WORK TO COMPLETE → Restate all the data word for word, leaving nothing out.

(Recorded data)
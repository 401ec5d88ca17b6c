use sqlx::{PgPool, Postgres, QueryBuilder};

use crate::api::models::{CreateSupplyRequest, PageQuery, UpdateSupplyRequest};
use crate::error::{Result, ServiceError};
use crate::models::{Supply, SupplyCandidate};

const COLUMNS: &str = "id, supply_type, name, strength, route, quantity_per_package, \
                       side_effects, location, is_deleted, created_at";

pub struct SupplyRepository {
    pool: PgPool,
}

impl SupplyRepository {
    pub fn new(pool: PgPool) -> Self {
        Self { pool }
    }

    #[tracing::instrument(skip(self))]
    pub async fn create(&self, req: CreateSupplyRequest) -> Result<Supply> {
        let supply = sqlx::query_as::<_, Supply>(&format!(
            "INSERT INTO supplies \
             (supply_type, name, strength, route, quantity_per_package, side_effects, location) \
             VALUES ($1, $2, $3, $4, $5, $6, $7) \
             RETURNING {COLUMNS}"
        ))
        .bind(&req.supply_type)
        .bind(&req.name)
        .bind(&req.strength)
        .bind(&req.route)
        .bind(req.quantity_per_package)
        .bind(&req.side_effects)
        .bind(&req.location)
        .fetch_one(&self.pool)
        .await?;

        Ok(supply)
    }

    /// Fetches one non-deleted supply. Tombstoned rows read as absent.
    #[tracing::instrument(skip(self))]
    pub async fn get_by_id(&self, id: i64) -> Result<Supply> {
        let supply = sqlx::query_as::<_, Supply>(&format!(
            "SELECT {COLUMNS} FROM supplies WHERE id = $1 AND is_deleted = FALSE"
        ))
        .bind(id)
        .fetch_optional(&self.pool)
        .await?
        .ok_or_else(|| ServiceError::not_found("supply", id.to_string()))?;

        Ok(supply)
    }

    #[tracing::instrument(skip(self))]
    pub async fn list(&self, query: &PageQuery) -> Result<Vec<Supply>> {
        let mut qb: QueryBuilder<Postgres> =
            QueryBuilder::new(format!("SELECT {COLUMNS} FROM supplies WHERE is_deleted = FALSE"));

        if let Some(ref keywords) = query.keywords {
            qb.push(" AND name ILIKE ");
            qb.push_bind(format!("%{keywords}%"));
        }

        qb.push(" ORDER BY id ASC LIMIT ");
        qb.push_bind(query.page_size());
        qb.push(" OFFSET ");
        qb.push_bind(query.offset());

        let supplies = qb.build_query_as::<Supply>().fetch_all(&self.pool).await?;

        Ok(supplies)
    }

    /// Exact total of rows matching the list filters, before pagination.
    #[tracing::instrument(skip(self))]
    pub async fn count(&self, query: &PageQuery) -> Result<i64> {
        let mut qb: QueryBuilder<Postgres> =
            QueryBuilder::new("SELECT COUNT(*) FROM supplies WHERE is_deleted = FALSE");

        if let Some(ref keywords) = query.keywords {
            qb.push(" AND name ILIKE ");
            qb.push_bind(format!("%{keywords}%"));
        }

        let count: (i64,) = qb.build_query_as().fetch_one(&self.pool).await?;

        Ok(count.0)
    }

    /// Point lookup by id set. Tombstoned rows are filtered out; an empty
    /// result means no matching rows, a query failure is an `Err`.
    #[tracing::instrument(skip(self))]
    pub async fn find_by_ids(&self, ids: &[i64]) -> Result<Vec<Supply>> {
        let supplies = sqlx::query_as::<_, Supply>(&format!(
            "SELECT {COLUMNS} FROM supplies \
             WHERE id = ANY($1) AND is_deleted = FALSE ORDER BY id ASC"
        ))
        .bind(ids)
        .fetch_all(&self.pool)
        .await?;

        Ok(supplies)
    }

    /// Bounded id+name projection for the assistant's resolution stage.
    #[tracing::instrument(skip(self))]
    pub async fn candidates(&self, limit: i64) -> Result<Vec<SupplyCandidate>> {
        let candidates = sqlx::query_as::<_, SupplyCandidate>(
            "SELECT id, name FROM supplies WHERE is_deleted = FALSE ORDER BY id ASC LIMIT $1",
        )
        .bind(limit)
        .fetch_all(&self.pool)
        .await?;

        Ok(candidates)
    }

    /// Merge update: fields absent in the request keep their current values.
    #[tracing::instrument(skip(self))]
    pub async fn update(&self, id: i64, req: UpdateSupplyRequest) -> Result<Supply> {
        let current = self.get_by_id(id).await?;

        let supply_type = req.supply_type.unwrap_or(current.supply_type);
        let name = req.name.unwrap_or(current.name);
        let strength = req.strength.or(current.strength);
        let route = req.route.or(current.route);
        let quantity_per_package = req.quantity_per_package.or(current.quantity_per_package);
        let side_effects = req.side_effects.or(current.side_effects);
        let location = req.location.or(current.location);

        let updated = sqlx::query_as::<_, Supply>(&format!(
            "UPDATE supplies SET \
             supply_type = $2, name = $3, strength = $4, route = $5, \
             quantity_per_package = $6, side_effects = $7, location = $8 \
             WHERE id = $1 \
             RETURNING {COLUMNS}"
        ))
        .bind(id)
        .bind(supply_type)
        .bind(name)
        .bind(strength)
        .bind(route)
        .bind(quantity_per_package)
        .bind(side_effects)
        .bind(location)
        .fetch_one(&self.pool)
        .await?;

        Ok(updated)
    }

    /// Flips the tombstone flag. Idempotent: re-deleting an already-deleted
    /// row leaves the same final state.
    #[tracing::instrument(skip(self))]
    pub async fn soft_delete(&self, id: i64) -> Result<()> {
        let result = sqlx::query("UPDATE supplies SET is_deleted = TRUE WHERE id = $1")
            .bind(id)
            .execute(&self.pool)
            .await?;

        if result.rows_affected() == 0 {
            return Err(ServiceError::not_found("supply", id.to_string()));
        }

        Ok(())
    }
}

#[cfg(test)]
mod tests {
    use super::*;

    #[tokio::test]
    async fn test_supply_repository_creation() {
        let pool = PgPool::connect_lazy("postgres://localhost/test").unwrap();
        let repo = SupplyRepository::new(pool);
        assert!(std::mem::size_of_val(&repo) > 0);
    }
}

ANSWER →
repository 401ec5d88ca17b6c
use sqlx::{PgPool, Postgres, QueryBuilder};

use crate::api::models::{CreateSupplyRequest, PageQuery, UpdateSupplyRequest};
use crate::error::{Result, ServiceError};
use crate::models::{Supply, SupplyCandidate};

const COLUMNS: &str = "id, supply_type, name, strength, route, quantity_per_package, \
                       side_effects, location, is_deleted, created_at";

pub struct SupplyRepository {
    pool: PgPool,
}

impl SupplyRepository {
    pub fn new(pool: PgPool) -> Self {
        Self { pool }
    }

    #[tracing::instrument(skip(self))]
    pub async fn create(&self, req: CreateSupplyRequest) -> Result<Supply> {
        let supply = sqlx::query_as::<_, Supply>(&format!(
            "INSERT INTO supplies \
             (supply_type, name, strength, route, quantity_per_package, side_effects, location) \
             VALUES ($1, $2, $3, $4, $5, $6, $7) \
             RETURNING {COLUMNS}"
        ))
        .bind(&req.supply_type)
        .bind(&req.name)
        .bind(&req.strength)
        .bind(&req.route)
        .bind(req.quantity_per_package)
        .bind(&req.side_effects)
        .bind(&req.location)
        .fetch_one(&self.pool)
        .await?;

        Ok(supply)
    }

    /// Fetches one non-deleted supply. Tombstoned rows read as absent.
    #[tracing::instrument(skip(self))]
    pub async fn get_by_id(&self, id: i64) -> Result<Supply> {
        let supply = sqlx::query_as::<_, Supply>(&format!(
            "SELECT {COLUMNS} FROM supplies WHERE id = $1 AND is_deleted = FALSE"
        ))
        .bind(id)
        .fetch_optional(&self.pool)
        .await?
        .ok_or_else(|| ServiceError::not_found("supply", id.to_string()))?;

        Ok(supply)
    }

    #[tracing::instrument(skip(self))]
    pub async fn list(&self, query: &PageQuery) -> Result<Vec<Supply>> {
        let mut qb: QueryBuilder<Postgres> =
            QueryBuilder::new(format!("SELECT {COLUMNS} FROM supplies WHERE is_deleted = FALSE"));

        if let Some(ref keywords) = query.keywords {
            qb.push(" AND name ILIKE ");
            qb.push_bind(format!("%{keywords}%"));
        }

        qb.push(" ORDER BY id ASC LIMIT ");
        qb.push_bind(query.page_size());
        qb.push(" OFFSET ");
        qb.push_bind(query.offset());

        let supplies = qb.build_query_as::<Supply>().fetch_all(&self.pool).await?;

        Ok(supplies)
    }

    /// Exact total of rows matching the list filters, before pagination.
    #[tracing::instrument(skip(self))]
    pub async fn count(&self, query: &PageQuery) -> Result<i64> {
        let mut qb: QueryBuilder<Postgres> =
            QueryBuilder::new("SELECT COUNT(*) FROM supplies WHERE is_deleted = FALSE");

        if let Some(ref keywords) = query.keywords {
            qb.push(" AND name ILIKE ");
            qb.push_bind(format!("%{keywords}%"));
        }

        let count: (i64,) = qb.build_query_as().fetch_one(&self.pool).await?;

        Ok(count.0)
    }

    /// Point lookup by id set. Tombstoned rows are filtered out; an empty
    /// result means no matching rows, a query failure is an `Err`.
    #[tracing::instrument(skip(self))]
    pub async fn find_by_ids(&self, ids: &[i64]) -> Result<Vec<Supply>> {
        let supplies = sqlx::query_as::<_, Supply>(&format!(
            "SELECT {COLUMNS} FROM supplies \
             WHERE id = ANY($1) AND is_deleted = FALSE ORDER BY id ASC"
        ))
        .bind(ids)
        .fetch_all(&self.pool)
        .await?;

        Ok(supplies)
    }

    /// Bounded id+name projection for the assistant's resolution stage.
    #[tracing::instrument(skip(self))]
    pub async fn candidates(&self, limit: i64) -> Result<Vec<SupplyCandidate>> {
        let candidates = sqlx::query_as::<_, SupplyCandidate>(
            "SELECT id, name FROM supplies WHERE is_deleted = FALSE ORDER BY id ASC LIMIT $1",
        )
        .bind(limit)
        .fetch_all(&self.pool)
        .await?;

        Ok(candidates)
    }

    /// Merge update: fields absent in the request keep their current values.
    #[tracing::instrument(skip(self))]
    pub async fn update(&self, id: i64, req: UpdateSupplyRequest) -> Result<Supply> {
        let current = self.get_by_id(id).await?;

        let supply_type = req.supply_type.unwrap_or(current.supply_type);
        let name = req.name.unwrap_or(current.name);
        let strength = req.strength.or(current.strength);
        let route = req.route.or(current.route);
        let quantity_per_package = req.quantity_per_package.or(current.quantity_per_package);
        let side_effects = req.side_effects.or(current.side_effects);
        let location = req.location.or(current.location);

        let updated = sqlx::query_as::<_, Supply>(&format!(
            "UPDATE supplies SET \
             supply_type = $2, name = $3, strength = $4, route = $5, \
             quantity_per_package = $6, side_effects = $7, location = $8 \
             WHERE id = $1 \
             RETURNING {COLUMNS}"
        ))
        .bind(id)
        .bind(supply_type)
        .bind(name)
        .bind(strength)
        .bind(route)
        .bind(quantity_per_package)
        .bind(side_effects)
        .bind(location)
        .fetch_one(&self.pool)
        .await?;

        Ok(updated)
    }

    /// Flips the tombstone flag. Idempotent: re-deleting an already-deleted
    /// row leaves the same final state.
    #[tracing::instrument(skip(self))]
    pub async fn soft_delete(&self, id: i64) -> Result<()> {
        let result = sqlx::query("UPDATE supplies SET is_deleted = TRUE WHERE id = $1")
            .bind(id)
            .execute(&self.pool)
            .await?;

        if result.rows_affected() == 0 {
            return Err(ServiceError::not_found("supply", id.to_string()));
        }

        Ok(())
    }
}

#[cfg(test)]
mod tests {
    use super::*;

    #[tokio::test]
    async fn test_supply_repository_creation() {
        let pool = PgPool::connect_lazy("postgres://localhost/test").unwrap();
        let repo = SupplyRepository::new(pool);
        assert!(std::mem::size_of_val(&repo) > 0);
    }
}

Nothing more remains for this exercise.